Many things in life predictably come with a tax bill. But life isn’t always predictable. Here are four things that tax professionals say frequently create surprise tax bills — and how you can cope.
1. Debt forgiveness
“The cancellation of debt is includable in your gross income,” says Paul La Monaca, a certified public accountant and the director of education for the National Society of Tax Professionals. There are exceptions, such as for insolvency or bankruptcy, but usually you’re stuck, he notes.

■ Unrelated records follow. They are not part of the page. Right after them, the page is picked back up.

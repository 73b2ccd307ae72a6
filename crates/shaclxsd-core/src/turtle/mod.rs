//! Turtle loading for shapes graphs
//!
//! Covers the subset of Turtle that shapes files use in practice: prefix and
//! base directives, prefixed names, blank node property lists, collections
//! and the usual literal forms. A `.` inside a prefixed local name is part of
//! the name unless it is the last character.
//!
//! Blank node labels are scoped to one document and are mapped onto fresh
//! store nodes, so [`load_into`] never merges blank nodes across documents.

pub mod lexer;
pub mod parser;

use crate::error::Result;
use crate::store::GraphStore;
use parser::Parser;
use tracing::debug;

/// Parse a Turtle document into a fresh store
pub fn parse_turtle(input: &str) -> Result<GraphStore> {
    let mut store = GraphStore::new();
    load_into(&mut store, input)?;
    Ok(store)
}

/// Parse a Turtle document and add its triples and prefixes to `store`
pub fn load_into(store: &mut GraphStore, input: &str) -> Result<()> {
    let before = store.len();
    Parser::new(input, store)?.parse()?;
    debug!(
        added = store.len() - before,
        prefixes = store.prefixes().len(),
        "loaded turtle document"
    );
    Ok(())
}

How to cope: Plan ahead to set something aside for the extra taxes — you (and the IRS) probably will get a Form 1099-C from the lender, showing how much of that forgiven or discharged debt is now taxable income. Nail down the date of the forgiveness or discharge, too, La Monaca says. That could determine in which tax year you’ll take the hit.
2. Selling your house
If you sell your primary home for more than you paid for it, typically you can exclude up to $250,000 of that capital gain from your income if you’re single, and up to $500,000 of that gain if you’re married and filing jointly. That shields many people, but folks selling a home they’ve owned for a long time or people in a hot real estate market could get stung, La Monaca warns.
3. Gambling winnings
When you get lucky, so does the IRS. Gambling winnings are fully taxable — and that includes payouts from lotteries, raffles, horse races, casinos and other bets. Prizes are included, too (think cars or cruises), not just cash.

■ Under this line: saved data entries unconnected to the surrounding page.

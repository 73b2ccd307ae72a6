//! CLI command definitions and handlers

use std::path::{Path, PathBuf};

use anyhow::{Context, Result};
use clap::{Parser, Subcommand};
use serde::Serialize;
use shaclxsd_core::vocab::sh;
use shaclxsd_core::{parse_turtle, GraphStore, ShapeGraph};
use shaclxsd_lower::{convert_with_summary, shape_name, ConversionConfig, PropertyShapeView};
use thiserror::Error;
use tracing::info;

/// Main CLI structure
#[derive(Parser)]
#[command(name = "shaclxsd")]
#[command(about = "Convert SHACL shapes graphs into XML Schema")]
#[command(version = env!("CARGO_PKG_VERSION"))]
pub struct Cli {
    /// Raise log verbosity (-v info, -vv debug)
    #[arg(short, long, action = clap::ArgAction::Count, global = true)]
    pub verbose: u8,

    #[command(subcommand)]
    pub command: Commands,
}

/// Available CLI commands
#[derive(Subcommand)]
pub enum Commands {
    /// Convert a Turtle shapes file into an XSD document
    Convert {
        /// Input Turtle file
        #[arg(short, long)]
        input: PathBuf,

        /// Output file, defaults to the input path with `.xsd` appended
        #[arg(short, long)]
        output: Option<PathBuf>,

        /// JSON conversion config
        #[arg(short, long)]
        config: Option<PathBuf>,

        /// Override the schema target namespace
        #[arg(long)]
        target_namespace: Option<String>,
    },

    /// List the shapes found in a Turtle file
    Shapes {
        /// Input Turtle file
        #[arg(short, long)]
        input: PathBuf,

        /// Output format
        #[arg(short, long, default_value = "text")]
        format: OutputFormat,
    },

    /// Show system information
    Info,
}

/// Output format options
#[derive(Clone, Debug, PartialEq, clap::ValueEnum)]
pub enum OutputFormat {
    Text,
    Json,
    JsonPretty,
}

#[derive(Error, Debug)]
pub enum CliError {
    #[error("input file {} does not exist", .0.display())]
    MissingInput(PathBuf),

    #[error("output path {} is the input file", .0.display())]
    OutputIsInput(PathBuf),
}

/// Command execution result
pub struct CommandResult {
    pub success: bool,
    pub message: String,
    pub data: Option<serde_json::Value>,
}

/// One line of `shapes` output
#[derive(Debug, Clone, PartialEq, Serialize)]
pub struct ShapeEntry {
    pub kind: &'static str,
    pub name: String,
    pub id: String,
    #[serde(skip_serializing_if = "Option::is_none")]
    pub detail: Option<String>,
}

/// Execute CLI commands
pub struct CommandExecutor {
    config: ConversionConfig,
}

impl CommandExecutor {
    pub fn new() -> Self {
        Self::with_config(ConversionConfig::default())
    }

    /// Executor whose conversions start from `config`
    pub fn with_config(config: ConversionConfig) -> Self {
        Self { config }
    }

    /// Execute a CLI command
    pub fn execute(&mut self, command: Commands) -> Result<CommandResult> {
        match command {
            Commands::Convert {
                input,
                output,
                config,
                target_namespace,
            } => self.execute_convert(input, output, config, target_namespace),
            Commands::Shapes { input, format } => self.execute_shapes(input, format),
            Commands::Info => self.execute_info(),
        }
    }

    fn execute_convert(
        &self,
        input: PathBuf,
        output: Option<PathBuf>,
        config: Option<PathBuf>,
        target_namespace: Option<String>,
    ) -> Result<CommandResult> {
        let mut conversion = match config {
            Some(path) => ConversionConfig::from_file(&path)
                .with_context(|| format!("failed to load config {}", path.display()))?,
            None => self.config.clone(),
        };
        if let Some(namespace) = target_namespace {
            conversion = conversion.with_target_namespace(namespace);
        }

        let output = output.unwrap_or_else(|| default_output_path(&input));
        if output == input {
            return Err(CliError::OutputIsInput(output).into());
        }

        let store = load_shapes(&input)?;
        if !has_shapes(&store) {
            return Ok(CommandResult {
                success: false,
                message: format!("no SHACL shapes found in {}", input.display()),
                data: None,
            });
        }
        let (document, summary) = convert_with_summary(&store, &conversion);
        let xml = shaclxsd_xsd::render(&document)
            .with_context(|| format!("failed to render schema for {}", input.display()))?;
        std::fs::write(&output, &xml)
            .with_context(|| format!("failed to write {}", output.display()))?;

        info!(input = %input.display(), output = %output.display(), "schema written");
        println!("XSD written to {}", output.display());

        Ok(CommandResult {
            success: true,
            message: format!("Converted {} to {}", input.display(), output.display()),
            data: Some(serde_json::json!({
                "output": output.display().to_string(),
                "summary": summary,
            })),
        })
    }

    fn execute_shapes(&self, input: PathBuf, format: OutputFormat) -> Result<CommandResult> {
        let store = load_shapes(&input)?;
        let entries = list_shapes(&store, &self.config);

        let result = match format {
            OutputFormat::Text => {
                let mut output = format!("Found {} shapes:\n", entries.len());
                for entry in &entries {
                    output.push_str(&format!("  {:<8} {:<24} {}", entry.kind, entry.name, entry.id));
                    if let Some(detail) = &entry.detail {
                        output.push_str(&format!(" ({})", detail));
                    }
                    output.push('\n');
                }
                output
            }
            OutputFormat::Json => serde_json::to_string(&entries)?,
            OutputFormat::JsonPretty => serde_json::to_string_pretty(&entries)?,
        };

        println!("{}", result);

        Ok(CommandResult {
            success: true,
            message: format!("Found {} shapes", entries.len()),
            data: Some(serde_json::json!({ "shapes": entries })),
        })
    }

    fn execute_info(&self) -> Result<CommandResult> {
        let info = serde_json::json!({
            "name": env!("CARGO_PKG_NAME"),
            "version": env!("CARGO_PKG_VERSION"),
            "description": env!("CARGO_PKG_DESCRIPTION"),
            "authors": env!("CARGO_PKG_AUTHORS"),
            "repository": env!("CARGO_PKG_REPOSITORY"),
            "input_formats": ["turtle"],
            "output_formats": ["xsd"],
            "config": self.config,
        });

        let result = serde_json::to_string_pretty(&info)?;
        println!("{}", result);

        Ok(CommandResult {
            success: true,
            message: "System information".to_string(),
            data: Some(info),
        })
    }
}

impl Default for CommandExecutor {
    fn default() -> Self {
        Self::new()
    }
}

/// `<input>.xsd`
pub fn default_output_path(input: &Path) -> PathBuf {
    let mut path = input.as_os_str().to_owned();
    path.push(".xsd");
    PathBuf::from(path)
}

fn load_shapes(input: &Path) -> Result<GraphStore> {
    if !input.exists() {
        return Err(CliError::MissingInput(input.to_path_buf()).into());
    }
    let content = std::fs::read_to_string(input)
        .with_context(|| format!("failed to read {}", input.display()))?;
    let store =
        parse_turtle(&content).with_context(|| format!("failed to parse {}", input.display()))?;
    info!(triples = store.len(), input = %input.display(), "shapes graph loaded");
    Ok(store)
}

fn has_shapes(store: &GraphStore) -> bool {
    !store.subjects_of_type(sh::NODE_SHAPE).is_empty()
        || !store.subjects_of_type(sh::PROPERTY_SHAPE).is_empty()
}

/// Node shapes, then property shapes, in graph order
pub fn list_shapes(store: &GraphStore, config: &ConversionConfig) -> Vec<ShapeEntry> {
    let nodes = store.subjects_of_type(sh::NODE_SHAPE).into_iter().map(|id| {
        let base = store.value_of(id, sh::NODE).map(|base| shape_name(store, base));
        ShapeEntry {
            kind: "node",
            name: shape_name(store, id),
            id: id.to_string(),
            detail: base.map(|base| format!("extends {}", base)),
        }
    });

    let properties = store.subjects_of_type(sh::PROPERTY_SHAPE).into_iter().map(|id| {
        let view = PropertyShapeView::read(store, id, &config.attribute_marker);
        let detail = match (&view.path, view.is_attribute) {
            (None, _) => "no path".to_string(),
            (Some(_), true) => "attribute".to_string(),
            (Some(_), false) => "element".to_string(),
        };
        ShapeEntry {
            kind: "property",
            name: view.name,
            id: id.to_string(),
            detail: Some(detail),
        }
    });

    nodes.chain(properties).collect()
}
//! XML rendering of an [`XsdDocument`]

use std::io::Write;

use itertools::Itertools;
use quick_xml::events::{BytesDecl, BytesEnd, BytesStart, Event};
use quick_xml::Writer;
use tracing::debug;

use crate::builtin::is_builtin;
use crate::error::{Result, XsdError};
use crate::tree::{Content, NodeId, XsdDocument, XsdNode, XsdTree};

/// Namespace of XML Schema documents
pub const XSD_NAMESPACE: &str = "http://www.w3.org/2001/XMLSchema";

/// Prefix under which the target namespace is declared
pub const TARGET_PREFIX: &str = "tns";

/// Render the document as indented XML with an XML declaration
pub fn render(doc: &XsdDocument) -> Result<String> {
    let mut buf = Vec::new();
    write_document(doc, &mut buf)?;
    let xml = String::from_utf8(buf)?;
    debug!(bytes = xml.len(), nodes = doc.tree.len(), "rendered schema");
    Ok(xml)
}

/// Stream the document to any writer
pub fn write_document<W: Write>(doc: &XsdDocument, out: W) -> Result<()> {
    let prefix = doc
        .schema()
        .map(|s| s.prefix.clone())
        .ok_or(XsdError::DanglingNode(doc.root.0))?;

    let mut renderer = Renderer {
        tree: &doc.tree,
        prefix,
        writer: Writer::new_with_indent(out, b' ', 2),
    };
    renderer
        .writer
        .write_event(Event::Decl(BytesDecl::new("1.0", Some("UTF-8"), None)))?;
    renderer.write_node(doc.root)?;
    renderer.writer.get_mut().write_all(b"\n")?;
    Ok(())
}

struct Renderer<'a, W: Write> {
    tree: &'a XsdTree,
    prefix: String,
    writer: Writer<W>,
}

impl<'a, W: Write> Renderer<'a, W> {
    fn qname(&self, local: &str) -> String {
        format!("{}:{}", self.prefix, local)
    }

    /// Builtin types are qualified with the schema prefix, user types stay bare
    fn type_ref(&self, name: &str) -> String {
        if is_builtin(name) {
            self.qname(name)
        } else {
            name.to_string()
        }
    }

    fn open(&self, local: &str, attrs: &[(&str, String)]) -> BytesStart<'static> {
        let mut start = BytesStart::new(self.qname(local));
        for (key, value) in attrs {
            start.push_attribute((*key, value.as_str()));
        }
        start
    }

    fn write_start(&mut self, local: &str, attrs: &[(&str, String)]) -> Result<()> {
        let start = self.open(local, attrs);
        self.writer.write_event(Event::Start(start))?;
        Ok(())
    }

    fn write_end(&mut self, local: &str) -> Result<()> {
        let end = BytesEnd::new(self.qname(local));
        self.writer.write_event(Event::End(end))?;
        Ok(())
    }

    fn write_empty(&mut self, local: &str, attrs: &[(&str, String)]) -> Result<()> {
        let start = self.open(local, attrs);
        self.writer.write_event(Event::Empty(start))?;
        Ok(())
    }

    fn write_container(
        &mut self,
        local: &str,
        attrs: &[(&str, String)],
        children: &[NodeId],
    ) -> Result<()> {
        if children.is_empty() {
            return self.write_empty(local, attrs);
        }
        self.write_start(local, attrs)?;
        for &child in children {
            self.write_node(child)?;
        }
        self.write_end(local)
    }

    fn write_node(&mut self, id: NodeId) -> Result<()> {
        let tree = self.tree;
        let node = tree.get(id).ok_or(XsdError::DanglingNode(id.0))?;

        match node {
            XsdNode::Schema(schema) => {
                let xmlns_schema = format!("xmlns:{}", self.prefix);
                let xmlns_target = format!("xmlns:{}", TARGET_PREFIX);
                let attrs = [
                    (xmlns_schema.as_str(), XSD_NAMESPACE.to_string()),
                    (xmlns_target.as_str(), schema.target_namespace.clone()),
                    ("targetNamespace", schema.target_namespace.clone()),
                    ("elementFormDefault", schema.element_form_default.clone()),
                    ("attributeFormDefault", schema.attribute_form_default.clone()),
                ];
                self.write_container("schema", &attrs, &schema.children)
            }
            XsdNode::ComplexType(ct) => {
                let attrs = [("name", ct.name.clone())];
                let inner: Vec<NodeId> = ct.body.iter().chain(&ct.attributes).copied().collect();
                match &ct.base {
                    Some(base) => {
                        let base = [("base", self.type_ref(base))];
                        self.write_start("complexType", &attrs)?;
                        self.write_start("complexContent", &[])?;
                        self.write_container("extension", &base, &inner)?;
                        self.write_end("complexContent")?;
                        self.write_end("complexType")
                    }
                    None => self.write_container("complexType", &attrs, &inner),
                }
            }
            XsdNode::Element(element) => {
                let mut attrs = Vec::new();
                if let Some(name) = &element.name {
                    attrs.push(("name", name.clone()));
                }
                match &element.content {
                    Content::Ref(target) => attrs.push(("ref", target.clone())),
                    Content::Type(name) => attrs.push(("type", self.type_ref(name))),
                    Content::Inline(_) | Content::None => {}
                }
                if let Some(fixed) = &element.fixed {
                    attrs.push(("fixed", fixed.clone()));
                }
                if let Some(min) = element.min_occurs {
                    attrs.push(("minOccurs", min.to_string()));
                }
                if let Some(max) = element.max_occurs {
                    attrs.push(("maxOccurs", max.to_string()));
                }
                let inline: Vec<NodeId> = element.content.inline().into_iter().collect();
                self.write_container("element", &attrs, &inline)
            }
            XsdNode::Attribute(attribute) => {
                let mut attrs = vec![("name", attribute.name.clone())];
                if let Some(name) = attribute.content.type_name() {
                    attrs.push(("type", self.type_ref(name)));
                }
                attrs.push(("use", attribute.usage.as_str().to_string()));
                if let Some(fixed) = &attribute.fixed {
                    attrs.push(("fixed", fixed.clone()));
                }
                let inline: Vec<NodeId> = attribute.content.inline().into_iter().collect();
                self.write_container("attribute", &attrs, &inline)
            }
            XsdNode::SimpleType(st) => self.write_container("simpleType", &[], &[st.content]),
            XsdNode::Restriction(restriction) => {
                let attrs = [("base", self.type_ref(&restriction.base))];
                if restriction.facets.is_empty() {
                    return self.write_empty("restriction", &attrs);
                }
                self.write_start("restriction", &attrs)?;
                for facet in &restriction.facets {
                    self.write_empty(facet.kind.tag(), &[("value", facet.value.clone())])?;
                }
                self.write_end("restriction")
            }
            XsdNode::Union(union) => {
                let members = union.member_types.iter().map(|m| self.type_ref(m)).join(" ");
                self.write_empty("union", &[("memberTypes", members)])
            }
            XsdNode::Choice(group) => self.write_container("choice", &[], &group.children),
            XsdNode::All(group) => self.write_container("all", &[], &group.children),
        }
    }
}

How to cope: Tally your gambling losses — they can be deductible if you also report your winnings. That could make less of your hot streak taxable (you can’t deduct more losses than winnings, though). And beware of fantasy-sports sites, cautions Stephen Mankowski, a CPA and partner at EP Caine & Associates in Bryn Mawr, Pennsylvania. Those winnings may count as income, too.
4. Inadequate withholding
Income taxes are generally a pay-as-you-go proposition, which is why employers typically withhold income tax from your paycheck throughout the year. If you got a big surprise tax bill last April, your employer may not be withholding enough.
How to cope: Fill out a new W-4. That’s the IRS form you give your employer, instructing it on how much tax to withhold from each paycheck. You can change your W-4 at any time. If you’re married and filing jointly, think about what your combined tax situation is, then adjust, Mankowski says.
“A simple little change can really account for a lot,” he says.